Check the connections to the fuse block on top of the positive battery terminal. Something may have gotten loose. Did you loosen and remove the wire block on top of the positive post to remove the battery? 

Or did you just loosen the bolt on the positive battery terminal and slide the old battery out from under the connections. I highly doubt something as big as 80 amp will be in a fuse box. It's probably one of those large wires on the positive battery block above the terminal.


----------



## BReyReal (Feb 7, 2015)

I did undo the the bolts on top of the positive side. Everything is tight though. That was my initial thought too.


----------



## ChevyGuy (Dec 13, 2014)

Ok, the fuse is in that block that sits on TOP of the battery. If you open up the entire block (and not just the battery section), you'll see it. It's the chunk of metal with a "3" on it. But I'd follow that metal over the side and make sure it's got a good connection to the wire. Because it sure looks like it would be easy to pull loose. It looks impossible to change the battery without moving that fuse block and pulling on where the wire meets the fuse.


----------



## carbon02 (Feb 25, 2011)

Chevyguy-

Great description of the area. This is what I was posting about earlier. The OP mentions that he did have this disconnected, but has checked it. Or that was my understanding. 

After loosening the snaps that hold this entire electrical block to the battery, the factory battery can be slid forward in the battery tray, and tipped out of the compartment. 

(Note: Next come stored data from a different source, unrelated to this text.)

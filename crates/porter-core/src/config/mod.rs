//! Application configuration schemas.
//!
//! All configuration structs are deserialized from TOML files via the
//! `config` crate. Each sub-module represents a logical configuration
//! section.

pub mod jobs;
pub mod logging;
pub mod server;
pub mod storage;
pub mod targets;

use serde::{Deserialize, Serialize};

use self::jobs::JobsConfig;
use self::logging::LoggingConfig;
use self::server::ServerConfig;
use self::storage::StorageConfig;
use self::targets::TargetDefinition;

use crate::error::AppError;

/// Root application configuration.
///
/// This struct is the top-level deserialization target for the merged
/// TOML configuration files (default.toml + environment overlay).
#[derive(Debug, Clone, Serialize, Deserialize)]
pub struct AppConfig {
    /// HTTP server settings.
    pub server: ServerConfig,
    /// Job supervision and retention settings.
    pub jobs: JobsConfig,
    /// Working-directory settings.
    pub storage: StorageConfig,
    /// Registered target definitions.
    #[serde(default)]
    pub targets: Vec<TargetDefinition>,
    /// Logging settings.
    pub logging: LoggingConfig,
}

impl AppConfig {
    /// Load configuration from TOML files.
    ///
    /// Merges the default configuration with an environment-specific overlay
    /// and environment variables prefixed with `PORTER_`.
    pub fn load(env: &str) -> Result<Self, AppError> {
        let config = config::Config::builder()
            .add_source(config::File::with_name("config/default").required(false))
            .add_source(config::File::with_name(&format!("config/{env}")).required(false))
            .add_source(
                config::Environment::with_prefix("PORTER")
                    .separator("__")
                    .try_parsing(true),
            )
            .build()
            .map_err(|e| AppError::configuration(format!("Failed to build config: {e}")))?;

        config
            .try_deserialize()
            .map_err(|e| AppError::configuration(format!("Failed to deserialize config: {e}")))
    }
}
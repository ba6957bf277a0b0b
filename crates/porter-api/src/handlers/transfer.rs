//! Transfer job creation.

use std::sync::Arc;

use axum::Json;
use axum::extract::State;
use axum::http::HeaderMap;
use axum::response::IntoResponse;

use porter_core::types::{JobKind, Ticket};
use porter_pipeline::{TransferDestination, TransferJob, TransferSource};
use porter_targets::TargetAction;

use crate::dto::TransferRequest;
use crate::error::ApiError;
use crate::extract::{
    DESTINATION_TOKEN_HEADER, SOURCE_TOKEN_HEADER, require_token, transfer_digest,
};
use crate::handlers::start_job;
use crate::handlers::upload::parse_policy;
use crate::state::AppState;

/// `POST /api/transfers`
pub async fn start_transfer(
    State(state): State<AppState>,
    headers: HeaderMap,
    Json(request): Json<TransferRequest>,
) -> Result<impl IntoResponse, ApiError> {
    let source_token = require_token(&headers, SOURCE_TOKEN_HEADER)?;
    let destination_token = require_token(&headers, DESTINATION_TOKEN_HEADER)?;

    let source_adapter = state
        .registry
        .get_for(&request.source_target, TargetAction::Download)?;
    let destination_adapter = state
        .registry
        .get_for(&request.destination_target, TargetAction::Upload)?;
    let duplicate_policy = parse_policy(request.duplicate_policy.as_deref())?;

    let ticket = Ticket::for_transfer(&source_token, &destination_token);
    let digest = transfer_digest(&source_token, &destination_token);
    let store = Arc::clone(&state.store);
    let job_ticket = ticket.clone();

    start_job(&state, ticket, JobKind::Transfer, digest, move |workdir| {
        TransferJob {
            store,
            workdir,
            source: TransferSource {
                adapter: source_adapter,
                token: source_token,
                resource_id: request.source_resource_id,
            },
            destination: TransferDestination {
                adapter: destination_adapter,
                token: destination_token,
                resource_id: request.destination_resource_id,
            },
            duplicate_policy,
            ticket: job_ticket,
        }
        .run()
    })
    .await
}
//! Deadline enforcement.
//!
//! One watchdog runs per ticket, started atomically with the worker. It is
//! the system's only hang-detection mechanism; workers are never trusted
//! to self-terminate reliably.

use std::sync::Arc;
use std::time::{Duration, Instant};

use chrono::Utc;
use tokio_util::sync::CancellationToken;

use porter_core::types::{JobStatus, Ticket};

use crate::store::JobStore;

/// Message recorded when the watchdog kills a job.
pub const TIMEOUT_MESSAGE: &str = "The process took too long on the server.";

/// Poll the job record until the job leaves `in_progress` or exceeds
/// `deadline`; in the latter case, finalize the record as failed with 504
/// and cancel the worker.
///
/// The terminal write goes through [`JobStore::finalize`], which is a
/// no-op when the worker completed first; the race is benign.
pub async fn supervise(
    store: Arc<JobStore>,
    ticket: Ticket,
    cancel: CancellationToken,
    deadline: Duration,
    poll_interval: Duration,
    failed_retention: chrono::Duration,
) {
    let started = Instant::now();

    loop {
        tokio::time::sleep(poll_interval).await;

        let record = match store.read(&ticket) {
            Ok(record) => record,
            Err(_) => {
                // Record reclaimed out from under us; nothing to guard.
                return;
            }
        };
        if record.is_terminal() {
            return;
        }

        if started.elapsed() >= deadline {
            let wrote = store.finalize(
                &ticket,
                JobStatus::Failed,
                504,
                TIMEOUT_MESSAGE,
                Some(Utc::now() + failed_retention),
            );
            if matches!(wrote, Ok(true)) {
                tracing::warn!(
                    ticket = %ticket,
                    elapsed_secs = started.elapsed().as_secs(),
                    "Watchdog terminated job past its deadline"
                );
            }
            cancel.cancel();
            return;
        }
    }
}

You need a thin screwdriver to release clips on both sides of that large fuse block. Once loosened from the battery there is about 1/4" gap on top to slide the battery forward. Remove the battery top support, and lift the end support in the front out of the tray.

If you go to one of the larger diesel battery's and fill the tray, I don't know if this trick works. The factory battery comes up and out at a slight angle.. Not great but works. Removal of the wires at the top of that fuse block would be better, but I was scared to remove those bolts..


----------



## Cnjwilli (Jan 30, 2020)

BReyReal said:


> It's now been 3 weeks and I still don't know what is wrong with my car. After no help from my dealership and a complaint made to corporate about them, my power steering is still not working after my battery died and I replaced it with a new one. My local mechanic said that it sounds like it needs relearned, but doesn't have the GM equipment for it. Does this sound like what my problem is? Everything else is fine except no power steering. I've unhooked the battery numerous times to see if it would relearn itself and nothing.
> 
> Any help would be greatly appreciated.


Check the 100A plug (Power steering) and its leading wire on the battery distribution fuse box that sits on the positive post. These cables are fairly tight and so when you disconnect they can come loose from the clip that holds them into place. 
mid it comes loose or disconnects you will not have power steering after changing the battery.


----------